Earlier this month, Colorado Technology Association hosted an event to give high school girls from across the Front Range an opportunity to have hands-on experience with technology, explore career opportunities and more. In partnership with AT&T, Digital Globe, the United States Patent and Trademark Office and 15 community and industry partners, SheTech Explorer Day Colorado hosted nearly 60 high school students.

SheTech Explorer Day was originally held at Utah Valley University four years ago. Since then, the Utah event has grown to host 1,200 high school girls with nearly 40 company partners having interactive booths for the girls to engage with. In addition to the conference, SheTech in Utah offers other resources by helping participants find high school and college courses that match their interests, secure valuable internships, learn about available scholarships and gain access to industry mentors.

At the day-long event, students participated in nine unique hands-on, industry-led activities and two educational workshops which focused on solar energy, coding, augmented and virtual reality, circuitry, satellite imagery, computer hardware and more. The event wrapped up with a “TechChallenge” created by Zayo, where girls split up into groups of eight to design a locally sustainable food system. Then, the teams pitched their ideas to a panel of judges, and members of the winning team each received a technology prize and the opportunity to attend CTA’s Women in Technology Conference the following day.

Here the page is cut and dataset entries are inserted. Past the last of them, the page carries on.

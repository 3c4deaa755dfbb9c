mod app;
mod components;
mod draw;
mod keys;
mod state;
mod ui;

use crate::app::App;
use crate::keys::KeyOutcome;
use crate::state::app_settings::AppSettings;
use crate::state::loader::{LoaderWorker, LoadingState};
use crate::state::messages::{LoadRequest, LoadResponse, UiEvent};
use crossterm::event::{self as crossterm_event, Event};
use crossterm::{cursor, execute, terminal};
use log::{LevelFilter, error, info};
use std::io::Stdout;
use std::path::PathBuf;
use std::sync::Arc;
use std::time::Duration;
use std::{io, panic};
use tokio::sync::{Mutex, mpsc};
use tui::{Terminal, backend::CrosstermBackend};

const INPUT_POLL_INTERVAL: Duration = Duration::from_millis(100);

#[derive(Debug, PartialEq)]
enum CliAction {
    Run { file: Option<PathBuf> },
    Exit,
}

#[tokio::main]
async fn main() -> anyhow::Result<()> {
    let file = match parse_cli_args(std::env::args().skip(1)) {
        Ok(CliAction::Run { file }) => file,
        Ok(CliAction::Exit) => return Ok(()),
        Err(message) => {
            eprintln!("{message}\n\n{}", usage_text());
            std::process::exit(2);
        }
    };

    better_panic::install();

    let backend = CrosstermBackend::new(io::stdout());
    let terminal = Terminal::new(backend)?;

    setup_panic_hook();
    setup_terminal()?;

    tui_logger::init_logger(LevelFilter::Trace)?;
    tui_logger::set_default_level(LevelFilter::Info);

    let settings = AppSettings::load();
    let level = settings.level_filter();
    log::set_max_level(level);
    tui_logger::set_default_level(level);
    info!("passmap {} starting", env!("CARGO_PKG_VERSION"));

    let encodings = settings.encodings.clone();
    let app = Arc::new(Mutex::new(App::new(settings)));

    let (ui_event_tx, ui_event_rx) = mpsc::channel::<UiEvent>(100);
    let (load_req_tx, load_req_rx) = mpsc::channel::<LoadRequest>(100);
    let (load_resp_tx, load_resp_rx) = mpsc::channel::<LoadResponse>(100);

    // Input handler thread
    let input_tx = ui_event_tx.clone();
    let input_handler = tokio::task::spawn_blocking(move || input_handler_task(input_tx));

    // Loader thread
    let loader = LoaderWorker::new(encodings, load_req_rx, load_resp_tx);
    let loader_task = tokio::spawn(loader.run());

    if let Some(path) = file {
        let _ = load_req_tx.send(LoadRequest::Open { path }).await;
    }
    let _ = ui_event_tx.send(UiEvent::AppStarted).await;

    main_ui_loop(terminal, app, ui_event_rx, load_req_tx, load_resp_rx).await;

    loader_task.abort();
    let _ = input_handler.await;
    cleanup_terminal()?;

    Ok(())
}

fn parse_cli_args(args: impl IntoIterator<Item = String>) -> Result<CliAction, String> {
    let mut file = None;
    for arg in args {
        match arg.as_str() {
            "-h" | "--help" => {
                println!("{}", usage_text());
                return Ok(CliAction::Exit);
            }
            "-V" | "--version" => {
                println!("passmap {}", env!("CARGO_PKG_VERSION"));
                return Ok(CliAction::Exit);
            }
            flag if flag.starts_with('-') && flag.len() > 1 => {
                return Err(format!("Unknown argument: {flag}"));
            }
            _ if file.is_some() => return Err(format!("Unexpected argument: {arg}")),
            _ => file = Some(PathBuf::from(&arg)),
        }
    }
    Ok(CliAction::Run { file })
}

fn usage_text() -> &'static str {
    "passmap - pass map viewer for event coordinate CSV files

Usage:
  passmap [FILE]
  passmap --help
  passmap --version

The CSV needs X and Y columns; X2 and Y2 (end position) are optional.
Press ? inside the app for key bindings.

Environment:
  PASSMAP_CONFIG   Path to settings JSON
                   (default $XDG_CONFIG_HOME/passmap/settings.json
                    or ~/.config/passmap/settings.json)"
}

async fn main_ui_loop(
    mut terminal: Terminal<CrosstermBackend<Stdout>>,
    app: Arc<Mutex<App>>,
    mut ui_events: mpsc::Receiver<UiEvent>,
    load_requests: mpsc::Sender<LoadRequest>,
    mut load_responses: mpsc::Receiver<LoadResponse>,
) {
    let mut loading = LoadingState::default();

    loop {
        tokio::select! {
            Some(ui_event) = ui_events.recv() => {
                let (outcome, should_redraw) = handle_ui_event(ui_event, &app, &load_requests).await;
                if outcome == KeyOutcome::Quit {
                    break;
                }
                if should_redraw && !loading.is_loading {
                    redraw(&mut terminal, &app, loading).await;
                }
            }

            Some(response) = load_responses.recv() => {
                if handle_load_response(response, &app, &mut loading).await {
                    redraw(&mut terminal, &app, loading).await;
                }
            }

            else => break,
        }
    }
}

async fn redraw(
    terminal: &mut Terminal<CrosstermBackend<Stdout>>,
    app: &Arc<Mutex<App>>,
    loading: LoadingState,
) {
    let app_guard = app.lock().await;
    if let Err(e) = draw::draw(terminal, &app_guard, loading) {
        error!("draw failed: {e}");
    }
}

async fn handle_ui_event(
    ui_event: UiEvent,
    app: &Arc<Mutex<App>>,
    load_requests: &mpsc::Sender<LoadRequest>,
) -> (KeyOutcome, bool) {
    match ui_event {
        UiEvent::AppStarted | UiEvent::Resize => (KeyOutcome::Continue, true),
        UiEvent::KeyPressed(key_event) => {
            (keys::handle_key_bindings(key_event, app, load_requests).await, true)
        }
    }
}

async fn handle_load_response(
    response: LoadResponse,
    app: &Arc<Mutex<App>>,
    loading: &mut LoadingState,
) -> bool {
    match response {
        LoadResponse::LoadingStateChanged { loading_state } => {
            *loading = loading_state;
            return true;
        }
        LoadResponse::TableLoaded { path, table } => {
            let mut guard = app.lock().await;
            guard.on_table_loaded(path, table);
        }
        LoadResponse::Error { message } => {
            let mut guard = app.lock().await;
            guard.on_error(message);
        }
    }
    !loading.is_loading
}

/// Runs on a blocking thread; ends once the UI loop drops its receiver.
fn input_handler_task(ui_events: mpsc::Sender<UiEvent>) {
    while !ui_events.is_closed() {
        match crossterm_event::poll(INPUT_POLL_INTERVAL) {
            Ok(true) => {}
            Ok(false) => continue,
            Err(e) => {
                error!("terminal input failed: {e}");
                break;
            }
        }
        let Ok(event) = crossterm_event::read() else {
            continue;
        };
        let ui_event = match event {
            Event::Key(key_event) => Some(UiEvent::KeyPressed(key_event)),
            Event::Resize(_, _) => Some(UiEvent::Resize),
            _ => None,
        };

        if let Some(ui_event) = ui_event
            && ui_events.blocking_send(ui_event).is_err()
        {
            break;
        }
    }
}

fn setup_terminal() -> io::Result<()> {
    let mut stdout = io::stdout();
    execute!(stdout, cursor::Hide)?;
    execute!(stdout, terminal::EnterAlternateScreen)?;
    execute!(stdout, terminal::Clear(terminal::ClearType::All))?;
    terminal::enable_raw_mode()
}

fn cleanup_terminal() -> io::Result<()> {
    let mut stdout = io::stdout();
    execute!(stdout, cursor::MoveTo(0, 0))?;
    execute!(stdout, terminal::Clear(terminal::ClearType::All))?;
    execute!(stdout, terminal::LeaveAlternateScreen)?;
    execute!(stdout, cursor::Show)?;
    terminal::disable_raw_mode()
}

fn setup_panic_hook() {
    panic::set_hook(Box::new(|panic_info| {
        let _ = cleanup_terminal();
        better_panic::Settings::auto().create_panic_handler()(panic_info);
    }));
}

#[cfg(test)]
mod tests {
    use super::*;

    fn args(list: &[&str]) -> Vec<String> {
        list.iter().map(|s| s.to_string()).collect()
    }

    #[test]
    fn no_args_runs_without_file() {
        assert_eq!(parse_cli_args(args(&[])), Ok(CliAction::Run { file: None }));
    }

    #[test]
    fn positional_file() {
        assert_eq!(
            parse_cli_args(args(&["events.csv"])),
            Ok(CliAction::Run { file: Some(PathBuf::from("events.csv")) })
        );
    }

    #[test]
    fn rejects_unknown_flags_and_extra_files() {
        assert!(parse_cli_args(args(&["--colour"])).is_err());
        assert!(parse_cli_args(args(&["a.csv", "b.csv"])).is_err());
    }

    #[test]
    fn help_and_version_exit() {
        assert_eq!(parse_cli_args(args(&["--help"])), Ok(CliAction::Exit));
        assert_eq!(parse_cli_args(args(&["-V"])), Ok(CliAction::Exit));
    }
}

Given the tech talent shortage not just in Denver, but across the country, it’s never been more important to encourage young women to pursue careers in the technology industry. Creighton O’Neal, vice president of client service in Denver, said, “The opportunities in technology are tremendous. The earlier we can get girls involved in technology, the better, and there will be better chances of them wanting to pursue careers in technology later in life.” O’Neal also highlighted additional ongoing efforts in Denver to get high school students interested in technology, including the opening of more STEM high schools and organizations like CareerConnect through Denver Public School that provide excellent opportunities for tech-minded students.